This amendment would amend not existing legislation but the text of the Bill. In new Section A3, the

“Duty to promote the importance of freedom of speech and academic freedom”


is defined in a manner which is pleasing to the Government. It simply says that it is there to promote

“freedom of speech within the law, and … academic freedom for academic staff of registered higher education providers … in the provision of higher education”.

This is insufficiently clear on which duty is being imposed on universities that does not exist already.

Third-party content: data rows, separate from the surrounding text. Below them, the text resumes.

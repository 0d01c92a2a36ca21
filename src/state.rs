// SPDX-License-Identifier: AGPL-3.0-or-later
//
// Copyright (C) 2026 Relational Network

use std::sync::Arc;
use std::time::Duration;

use crate::auth::SessionAuthenticator;
use crate::config::AppConfig;
use crate::db::PrivilegedClientFactory;

/// Timeout for outbound calls to Clerk and Supabase.
const HTTP_TIMEOUT: Duration = Duration::from_secs(10);

#[derive(Clone)]
pub struct AppState {
    pub config: Arc<AppConfig>,
    pub authenticator: SessionAuthenticator,
    pub privileged: Arc<PrivilegedClientFactory>,
    /// Shared outbound transport. Carries no credentials.
    pub http: reqwest::Client,
}

impl AppState {
    pub fn new(config: AppConfig) -> Result<Self, reqwest::Error> {
        let http = reqwest::Client::builder().timeout(HTTP_TIMEOUT).build()?;

        Ok(Self {
            authenticator: SessionAuthenticator::new(&config.auth, http.clone()),
            privileged: Arc::new(PrivilegedClientFactory::new(
                config.supabase.clone(),
                http.clone(),
            )),
            config: Arc::new(config),
            http,
        })
    }

    pub fn with_authenticator(mut self, authenticator: SessionAuthenticator) -> Self {
        self.authenticator = authenticator;
        self
    }
}
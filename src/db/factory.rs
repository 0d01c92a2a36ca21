// SPDX-License-Identifier: AGPL-3.0-or-later
//
// Copyright (C) 2026 Relational Network

//! Privileged client factory.
//!
//! ## States
//!
//! ```text
//! Unconfigured --(first successful validation)--> Ready
//! ```
//!
//! Only the validated configuration is memoized. Every call still gets its
//! own client. A failed validation leaves the factory `Unconfigured` and the
//! same failure is reported on every call, since configuration cannot change
//! without a restart.

use std::sync::atomic::{AtomicU64, Ordering};
use std::sync::OnceLock;

use tracing::{debug, error};
use url::Url;

use super::client::PrivilegedClient;
use super::rest::rest_endpoint;
use super::ServiceCredential;
use crate::auth::SessionIdentity;
use crate::config::{ConfigError, SupabaseSettings};

#[derive(Debug, Clone, Copy, PartialEq, Eq)]
pub enum FactoryState {
    Unconfigured,
    Ready,
}

#[derive(Debug)]
struct ValidatedConfig {
    rest_url: Url,
    credential: ServiceCredential,
}

/// Creates [`PrivilegedClient`]s from the process configuration.
pub struct PrivilegedClientFactory {
    settings: SupabaseSettings,
    http: reqwest::Client,
    ready: OnceLock<ValidatedConfig>,
    issued: AtomicU64,
}

impl PrivilegedClientFactory {
    /// `http` is a shared transport only; credentials are attached per client.
    pub fn new(settings: SupabaseSettings, http: reqwest::Client) -> Self {
        Self {
            settings,
            http,
            ready: OnceLock::new(),
            issued: AtomicU64::new(0),
        }
    }

    pub fn state(&self) -> FactoryState {
        if self.ready.get().is_some() {
            FactoryState::Ready
        } else {
            FactoryState::Unconfigured
        }
    }

    /// Whether both required values are present. Does not log.
    pub fn is_configured(&self) -> bool {
        let (has_url, has_service_key) = presence(&self.settings);
        has_url && has_service_key
    }

    /// Number of privileged clients handed out so far.
    pub fn issued(&self) -> u64 {
        self.issued.load(Ordering::Relaxed)
    }

    /// Create a client holding the service credential.
    ///
    /// Only call this from server-side code, and in request handling only
    /// after the caller's identity has been resolved; prefer
    /// [`privileged_client_for`](Self::privileged_client_for) there.
    ///
    /// # Errors
    /// `ConfigError` when the endpoint or the service credential is missing,
    /// or the endpoint is not an http(s) URL.
    pub fn create_privileged_client(&self) -> Result<PrivilegedClient, ConfigError> {
        let config = match self.ready.get() {
            Some(config) => config,
            None => {
                let validated = validate(&self.settings)?;
                self.ready.get_or_init(|| validated)
            }
        };

        self.issued.fetch_add(1, Ordering::Relaxed);
        Ok(PrivilegedClient::new(
            config.rest_url.clone(),
            &config.credential,
            self.http.clone(),
        ))
    }

    /// Create a privileged client on behalf of a resolved caller.
    ///
    /// Taking `&SessionIdentity` means an action cannot reach this without
    /// having authenticated first.
    pub fn privileged_client_for(
        &self,
        caller: &SessionIdentity,
    ) -> Result<PrivilegedClient, ConfigError> {
        debug!(user_id = %caller.user_id(), "Issuing privileged client");
        self.create_privileged_client()
    }
}

fn presence(settings: &SupabaseSettings) -> (bool, bool) {
    let has_url = settings
        .url
        .as_deref()
        .is_some_and(|u| !u.trim().is_empty());
    let has_service_key = settings
        .service_role_key
        .as_ref()
        .is_some_and(|k| !k.is_blank());
    (has_url, has_service_key)
}

fn validate(settings: &SupabaseSettings) -> Result<ValidatedConfig, ConfigError> {
    let url = settings.url.as_deref().filter(|u| !u.trim().is_empty());
    let credential = settings.service_role_key.as_ref().filter(|k| !k.is_blank());

    let (Some(url), Some(credential)) = (url, credential) else {
        let has_url = url.is_some();
        let has_service_key = credential.is_some();
        error!(
            has_url,
            has_service_key, "Supabase privileged client configuration missing"
        );
        return Err(ConfigError::MissingPrivilegedConfig {
            has_url,
            has_service_key,
        });
    };

    let rest_url = rest_endpoint(url).inspect_err(|_| {
        error!("Supabase endpoint is not an absolute http(s) URL");
    })?;

    Ok(ValidatedConfig {
        rest_url,
        credential: credential.clone(),
    })
}
// SPDX-License-Identifier: AGPL-3.0-or-later
//
// Copyright (C) 2026 Relational Network

use cupping_server::{api::router, config::AppConfig, state::AppState, telemetry};
use tokio::net::TcpListener;
use tracing::{error, info, warn};

#[tokio::main]
async fn main() {
    // A missing .env file is normal outside local development.
    let _ = dotenvy::dotenv();

    let config = AppConfig::from_env();
    telemetry::init(config.log_format);

    if let Err(e) = run(config).await {
        error!(error = %e, "Server exited with error");
        std::process::exit(1);
    }
}

async fn run(config: AppConfig) -> Result<(), Box<dyn std::error::Error>> {
    let bind = (config.host.clone(), config.port);

    let state = AppState::new(config)?;
    if !state.authenticator.verifies_signatures() {
        warn!("No Clerk key set configured; every session will be treated as anonymous");
    }
    if !state.privileged.is_configured() {
        warn!("Supabase privileged access is not configured; privileged actions will fail");
    }

    let listener = TcpListener::bind(bind).await?;
    info!(addr = %listener.local_addr()?, "Starting cupping server");

    axum::serve(listener, router(state))
        .with_graceful_shutdown(shutdown_signal())
        .await?;

    info!("Server stopped");
    Ok(())
}

async fn shutdown_signal() {
    let ctrl_c = async {
        if let Err(e) = tokio::signal::ctrl_c().await {
            error!(error = %e, "Failed to listen for Ctrl+C");
        }
    };

    #[cfg(unix)]
    let terminate = async {
        match tokio::signal::unix::signal(tokio::signal::unix::SignalKind::terminate()) {
            Ok(mut signal) => {
                signal.recv().await;
            }
            Err(e) => {
                error!(error = %e, "Failed to listen for SIGTERM");
                std::future::pending::<()>().await;
            }
        }
    };

    #[cfg(not(unix))]
    let terminate = std::future::pending::<()>();

    tokio::select! {
        _ = ctrl_c => {},
        _ = terminate => {},
    }

    info!("Shutdown signal received");
}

Amendment 31, which I have put forward, specifies what we expect universities to do as a result of the passage of the Bill into law. I will not read out everything it says, but it is there to

“eliminate unlawful interference with freedom of speech within the law and academic freedom … promote and prioritise the particular importance of freedom of speech … promote and prioritise the academic freedom of academic staff … and … foster a culture of free thought and”

open markets—sorry, “open-mindedness”. There is nothing wrong with promoting open markets either, but as it happens that is not the wording of this amendment. I am attempting to make clear what it is that we expect universities to do as a result of this duty to promote academic freedom, which the Government agree should exist but have defined in a manner which leaves the whole thing completely open.

There is an acid test to apply to this, which is the case of Dr Kathleen Stock. I do not know her, and I know nothing of her case that I have not read in public sources, so I am not making a special plea on her behalf. I am simply taking the story as emblematic. In her case, the university—I think it is fair to say—did not do some of the things it should have done to protect her and her rights. That could easily still be the case, especially with the amount of time that universities will have to spend on the astonishingly complex calibration of duties and obligations, which are apparently going to remain wholly unamended by this Bill. It has let her down.

The acid test is whether this clause would have protected a reputable academic from losing her post after expressing views which were objected to on essentially ideological grounds. My view is that, as drafted, it would not. The amendment I am moving would and I hope the Government will be able to explain why it should not be adopted when what they are doing is clearly not enough. I beg to move.

Baroness McIntosh of Hudnall Portrait The Deputy Chairman of Committees (Baroness McIntosh of Hudnall) (Lab)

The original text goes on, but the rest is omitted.